Work instruction – Each record must be printed exactly as given.

Stored items:

● ● ●

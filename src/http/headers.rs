//! Header normalization for the structured request tool.

use serde_json::{Map, Value};

use super::{FieldMap, split_field, value_to_field};

/// The shapes a `headers` argument can arrive in.
#[derive(Debug, Clone, PartialEq)]
pub enum HeaderInput {
    Absent,
    Map(Map<String, Value>),
    List(Vec<Value>),
    Text(String),
}

impl From<Option<Value>> for HeaderInput {
    fn from(value: Option<Value>) -> Self {
        match value {
            Some(Value::Object(map)) => HeaderInput::Map(map),
            Some(Value::Array(list)) => HeaderInput::List(list),
            Some(Value::String(text)) => HeaderInput::Text(text),
            _ => HeaderInput::Absent,
        }
    }
}

/// Normalize any accepted header shape into one ordered mapping.
#[must_use]
pub fn normalize_headers(input: HeaderInput) -> FieldMap {
    match input {
        HeaderInput::Absent => FieldMap::new(),
        HeaderInput::Map(map) => from_map(map),
        HeaderInput::List(list) => from_list(list),
        HeaderInput::Text(text) => from_text(&text),
    }
}

fn from_map(map: Map<String, Value>) -> FieldMap {
    map.into_iter()
        .map(|(name, value)| (name, value_to_field(value)))
        .collect()
}

fn from_list(list: Vec<Value>) -> FieldMap {
    let mut headers = FieldMap::new();
    for entry in list {
        match entry {
            Value::String(line) => {
                if let Some((name, value)) = split_field(&line) {
                    headers.insert(name, value);
                }
            }
            Value::Object(map) => headers.extend(from_map(map)),
            _ => {}
        }
    }
    headers
}

fn from_text(text: &str) -> FieldMap {
    match serde_json::from_str::<Value>(text) {
        Ok(Value::Object(map)) => return from_map(map),
        Ok(Value::Array(list)) => return from_list(list),
        _ => {}
    }

    text.trim()
        .split('\n')
        .filter_map(|line| split_field(line.trim()))
        .collect()
}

● ● ●

Task response –
filename src/http/headers.rs
//! Header normalization for the structured request tool.

use serde_json::{Map, Value};

use super::{FieldMap, split_field, value_to_field};

/// The shapes a `headers` argument can arrive in.
#[derive(Debug, Clone, PartialEq)]
pub enum HeaderInput {
    Absent,
    Map(Map<String, Value>),
    List(Vec<Value>),
    Text(String),
}

impl From<Option<Value>> for HeaderInput {
    fn from(value: Option<Value>) -> Self {
        match value {
            Some(Value::Object(map)) => HeaderInput::Map(map),
            Some(Value::Array(list)) => HeaderInput::List(list),
            Some(Value::String(text)) => HeaderInput::Text(text),
            _ => HeaderInput::Absent,
        }
    }
}

/// Normalize any accepted header shape into one ordered mapping.
#[must_use]
pub fn normalize_headers(input: HeaderInput) -> FieldMap {
    match input {
        HeaderInput::Absent => FieldMap::new(),
        HeaderInput::Map(map) => from_map(map),
        HeaderInput::List(list) => from_list(list),
        HeaderInput::Text(text) => from_text(&text),
    }
}

fn from_map(map: Map<String, Value>) -> FieldMap {
    map.into_iter()
        .map(|(name, value)| (name, value_to_field(value)))
        .collect()
}

fn from_list(list: Vec<Value>) -> FieldMap {
    let mut headers = FieldMap::new();
    for entry in list {
        match entry {
            Value::String(line) => {
                if let Some((name, value)) = split_field(&line) {
                    headers.insert(name, value);
                }
            }
            Value::Object(map) => headers.extend(from_map(map)),
            _ => {}
        }
    }
    headers
}

fn from_text(text: &str) -> FieldMap {
    match serde_json::from_str::<Value>(text) {
        Ok(Value::Object(map)) => return from_map(map),
        Ok(Value::Array(list)) => return from_list(list),
        _ => {}
    }

    text.trim()
        .split('\n')
        .filter_map(|line| split_field(line.trim()))
        .collect()
}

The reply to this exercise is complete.